It’s estimated that humanity, and its descendants,  have claimed over a million star systems   and sometime around the 30th millenia, those  settlers around other stars finally came   to outnumber those who dwelt around the  vast Dyson Swarm and Deep Space Habitats   of humanity’s original solar system, which  itself contains over a trillion sovereign   nations. It is estimated that at any given moment  in Humanity’s birth system, there are 200 million   wars going on, and that 3 million people die  every single second throughout those war fronts,   roughly 100 trillion people a year. For  a given definition of the word ‘people’,   a term whose definition is often being disputed  and frequently is the reason for a given war.  Those disputes and others, claim three  times as many people every single hour   as were alive on the day the first person  stepped on the Moon, and more every day   than had ever lived in all of Earth’s history  before the first person was born off Earth.  Those figures don’t include any conflicts out  in Sol’s own Oort Cloud or any of the other star   systems, nor any of the post-material entities  and people living entirely in virtual realities   in most cases. It also doesn’t include a  lot of sub-sapient machines and creatures.  Many will point out that such massive numbers  of conflicts and casualties are fundamentally   a relative thing, that just because more  people die every minute than died during   humanity’s wars of the ancient industrial  age, doesn’t mean things are more violent.  

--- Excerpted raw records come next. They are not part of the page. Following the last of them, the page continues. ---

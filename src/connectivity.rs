//! Process-wide network reachability flag.
//!
//! Reachability means "the local interface reports a connection", not "the
//! remote service answered". A live call can still fail while this flag is
//! true, and callers treat that as a distinct, recoverable condition.

use std::sync::Arc;

use tokio::sync::watch;
use tracing::info;

/// Observable online/offline flag, updated from platform connectivity events.
///
/// Subscribers hold a `watch::Receiver`; dropping the receiver is the release,
/// so a torn-down consumer can never leave a dangling listener behind.
#[derive(Clone)]
pub struct ConnectivityMonitor {
  tx: Arc<watch::Sender<bool>>,
}

impl ConnectivityMonitor {
  /// Create a monitor seeded from the platform's current reachability signal.
  pub fn new(initially_online: bool) -> Self {
    let (tx, _rx) = watch::channel(initially_online);
    Self { tx: Arc::new(tx) }
  }

  /// Current reachability.
  pub fn is_online(&self) -> bool {
    *self.tx.borrow()
  }

  /// Ingest a platform went-online / went-offline event. Subscribers are only
  /// notified on an actual transition.
  pub fn set_online(&self, online: bool) {
    let changed = self.tx.send_if_modified(|current| {
      if *current == online {
        false
      } else {
        *current = online;
        true
      }
    });

    if changed {
      info!(online, "connectivity changed");
    }
  }

  /// Subscribe to transitions. The receiver yields the current value first via
  /// `borrow_and_update` and then wakes on every change.
  pub fn subscribe(&self) -> watch::Receiver<bool> {
    self.tx.subscribe()
  }
}

impl Default for ConnectivityMonitor {
  fn default() -> Self {
    Self::new(true)
  }
}

#[cfg(test)]
mod tests {
  use super::*;

  #[tokio::test]
  async fn transitions_notify_subscribers() {
    let monitor = ConnectivityMonitor::new(false);
    let mut rx = monitor.subscribe();
    rx.borrow_and_update();

    monitor.set_online(true);
    rx.changed().await.unwrap();
    assert!(*rx.borrow_and_update());
    assert!(monitor.is_online());
  }

  #[tokio::test]
  async fn repeated_state_is_not_a_transition() {
    let monitor = ConnectivityMonitor::new(true);
    let mut rx = monitor.subscribe();
    rx.borrow_and_update();

    monitor.set_online(true);
    assert!(!rx.has_changed().unwrap());

    monitor.set_online(false);
    assert!(rx.has_changed().unwrap());
  }
}
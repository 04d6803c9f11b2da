//! Async fetch state machine for the data-binding layer.
//!
//! `DataQuery<T>` is the per-screen accessor the UI binds to: it owns a
//! fetcher closure (normally built around [`crate::read_through::ReadThrough`]),
//! tracks loading/success/error states, and exposes the offline and
//! cache-derived flags alongside the data. Consumers call `fetch()` once,
//! `poll()` on every tick, and `refresh()` for an explicit reload.

use std::future::Future;

use futures::future::BoxFuture;
use tokio::sync::mpsc;

use crate::read_through::ReadOutcome;

/// The state of a query
#[derive(Debug, Clone)]
pub enum QueryState<T> {
  /// Query has not been started
  Idle,
  /// Query is currently fetching data
  Loading,
  /// Query completed; the outcome carries provenance flags
  Success(ReadOutcome<T>),
  /// Query failed with an error
  Error(String),
}

/// A factory function that creates futures for fetching data
type FetcherFn<T> =
  Box<dyn Fn() -> BoxFuture<'static, Result<ReadOutcome<T>, String>> + Send + Sync>;

/// Bindable async query with offline-aware state.
pub struct DataQuery<T> {
  state: QueryState<T>,
  fetcher: FetcherFn<T>,
  receiver: Option<mpsc::UnboundedReceiver<Result<ReadOutcome<T>, String>>>,
}

impl<T: Send + 'static> DataQuery<T> {
  /// Create a new query with the given fetcher function. The fetcher is
  /// called on every `fetch()` or `refresh()`.
  pub fn new<F, Fut>(fetcher: F) -> Self
  where
    F: Fn() -> Fut + Send + Sync + 'static,
    Fut: Future<Output = Result<ReadOutcome<T>, String>> + Send + 'static,
  {
    Self {
      state: QueryState::Idle,
      fetcher: Box::new(move || Box::pin(fetcher())),
      receiver: None,
    }
  }

  pub fn state(&self) -> &QueryState<T> {
    &self.state
  }

  /// The fetched data, if available.
  pub fn data(&self) -> Option<&T> {
    match &self.state {
      QueryState::Success(outcome) => Some(&outcome.data),
      _ => None,
    }
  }

  pub fn loading(&self) -> bool {
    matches!(self.state, QueryState::Loading)
  }

  /// Whether the last result was produced while offline.
  pub fn is_offline(&self) -> bool {
    match &self.state {
      QueryState::Success(outcome) => outcome.is_offline,
      _ => false,
    }
  }

  /// Whether the last result came from the local cache.
  pub fn is_using_cache(&self) -> bool {
    match &self.state {
      QueryState::Success(outcome) => outcome.is_using_cache(),
      _ => false,
    }
  }

  pub fn error(&self) -> Option<&str> {
    match &self.state {
      QueryState::Error(e) => Some(e),
      _ => None,
    }
  }

  /// Start fetching if not already loading.
  pub fn fetch(&mut self) {
    if self.loading() {
      return;
    }
    self.start_fetch();
  }

  /// Force a reload, discarding any in-flight fetch.
  pub fn refresh(&mut self) {
    self.receiver = None;
    self.start_fetch();
  }

  /// Poll for a completed fetch. Returns `true` if the state changed; call
  /// this from the event-loop tick.
  pub fn poll(&mut self) -> bool {
    let receiver = match &mut self.receiver {
      Some(rx) => rx,
      None => return false,
    };

    match receiver.try_recv() {
      Ok(Ok(outcome)) => {
        self.state = QueryState::Success(outcome);
        self.receiver = None;
        true
      }
      Ok(Err(error)) => {
        self.state = QueryState::Error(error);
        self.receiver = None;
        true
      }
      Err(mpsc::error::TryRecvError::Empty) => false,
      Err(mpsc::error::TryRecvError::Disconnected) => {
        self.state = QueryState::Error("Query was cancelled".to_string());
        self.receiver = None;
        true
      }
    }
  }

  fn start_fetch(&mut self) {
    let (tx, rx) = mpsc::unbounded_channel();
    self.receiver = Some(rx);
    self.state = QueryState::Loading;

    let future = (self.fetcher)();
    tokio::spawn(async move {
      let result = future.await;
      // Ignore send errors - receiver may have been dropped
      let _ = tx.send(result);
    });
  }
}

impl<T: std::fmt::Debug> std::fmt::Debug for DataQuery<T> {
  fn fmt(&self, f: &mut std::fmt::Formatter<'_>) -> std::fmt::Result {
    f.debug_struct("DataQuery")
      .field("state", &self.state)
      .finish_non_exhaustive()
  }
}
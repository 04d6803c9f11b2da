//! Offline-first synchronization engine for the EduDesk dashboard.
//!
//! The dashboard keeps working, and keeps accepting writes, while the network
//! is unavailable; this crate is the part that makes that true. Reads go
//! through a read-through accessor that falls back to a durable local cache;
//! writes are queued in a durable outbox and drained against the remote system
//! of record once connectivity returns. Last local write wins, and the server
//! is the source of truth on the next successful read. Delivery to the remote
//! service is at-least-once; idempotency is the caller's concern where needed.
//!
//! Component layering, leaf first:
//!
//! - [`store`] - versioned multi-collection SQLite store, durable across
//!   restarts, degrading to no-op persistence when unavailable
//! - [`connectivity`] - observable online/offline flag
//! - [`repo`] - typed cached-entity collections, partitioned by tenant
//! - [`outbox`] - durable queue of pending write intents
//! - [`sync`] - the drainer: single-flight cycles, per-item retry accounting
//! - [`read_through`] - live-first read policy with cache fallback
//! - [`query`] - bindable fetch state machine for UI consumers
//! - [`engine`] - composition root wiring the above around one store handle

pub mod config;
pub mod connectivity;
pub mod engine;
pub mod outbox;
pub mod query;
pub mod read_through;
pub mod repo;
pub mod store;
pub mod sync;

pub use config::EngineConfig;
pub use connectivity::ConnectivityMonitor;
pub use engine::{OfflineEngine, SyncTrigger};
pub use outbox::{Mutation, MutationKind, Outbox, OutboxItem, OutboxStats, Priority, RETRY_LIMIT};
pub use query::{DataQuery, QueryState};
pub use read_through::{ReadOutcome, ReadSource, ReadThrough};
pub use repo::{CacheRecord, CachedEntity, CollectionHandle, Repository};
pub use store::{NoopStore, SqliteStore, StoreBackend, SyncMetadata};
pub use sync::{DrainOutcome, DrainProgress, DrainState, RemoteService, SyncScheduler};

/// Route engine tracing through the test writer. Safe to call from every test;
/// only the first call installs the subscriber.
#[cfg(test)]
pub(crate) fn init_test_logging() {
  use tracing_subscriber::EnvFilter;

  let _ = tracing_subscriber::fmt()
    .with_env_filter(EnvFilter::from_default_env())
    .with_test_writer()
    .try_init();
}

Quite to the contrary, we are vastly less  likely to die of war as an individual now.   Nonetheless, many folks point out that the numbers  of wars and deaths have risen proportionally   in the last few centuries, and talk about the  need to bring the solar system back under one   common banner. They say that if there’s going  to be wars, they should at least be for the   good purpose of bringing stability and peace  to the Solar System, a War of Unification.  And many of you think it might be wise to leave  the solar system before such a thing occurs,   especially as many of those trumpeting Unification  don’t seem to view that as including everyone,   and you’re not sure if you would be on that list  or want to be. What exactly we are doesn’t really  

matter, but we think of ourselves as human,  personally anyway. So, we and many others   decide to go build a deep space habitat, buying  the rights to an old rock in the Outer Oort Cloud   that a mercenary group recently purged of  pirates. They had to work pretty hard to get   the coordinates for that rock in the first place  so charged us a fair amount more to ‘lose them’.  The trick to stealth in the solar system in  the 42nd millenia is the same as it is on any   crowded shopping plaza or boulevard of any big  city throughout history: everyone sees us, and   nobody cares. Now, the thing about a sanctuary,  is that it isn’t a very good one unless people   know it exists and can flee to it, but since we  went and got a nice stealthy base off the radar   we would rather keep it as hidden as we can. So, we need a gateway facility and probably  

more than one. Then we have to decide if these  gateways are public or secret themselves with   a long road to reach, so to speak, and if we are  aiming for a stealth approach of actually hiding,   or hiding in plain sight, we also need to be  deciding how we can keep our reputation clean,   how we can avoid working with unsavory sorts  or them double-crossing us, and how we rule   our sanctuary. For instance, can people leave  if they want to? If so, are there conditions?   Can they communicate to the universe around  them freely and if not, how do we police that?   Are we willing to violate privacy, willing to  scan brains or give people psycho-indoctrination   to keep secrets? Are we willing to use  lethal force to prevent leaks or runaways?  It isn’t entirely lost on us that we could easily  end up every bit as ruthlessly authoritarian as   some of the factions and leaders who keep talking  about the need for peace and security at any   price. A lot of this is all hypothetical  and we’re mostly out in deep space now,   because things seem to be worsening and  we are maybe a little paranoid, but we’re   preparing for the worst and we want secure and  discreet ways to get information, supplies,   and those seeking sanctuary. We will take anyone  – almost - and so long as they agree to our rules.  Out in the broader galaxy, colonization continues  but there’s a lot more conflicts in more settled   regions than even back in the Sol System. By  and large, the galaxy is a pretty chaotic place,   though humanity has still only reached out to  a small pocket of it a few thousand light years   wide. A lot of Sol’s nearer neighbors seem to  be more aggressive to each other and internally.  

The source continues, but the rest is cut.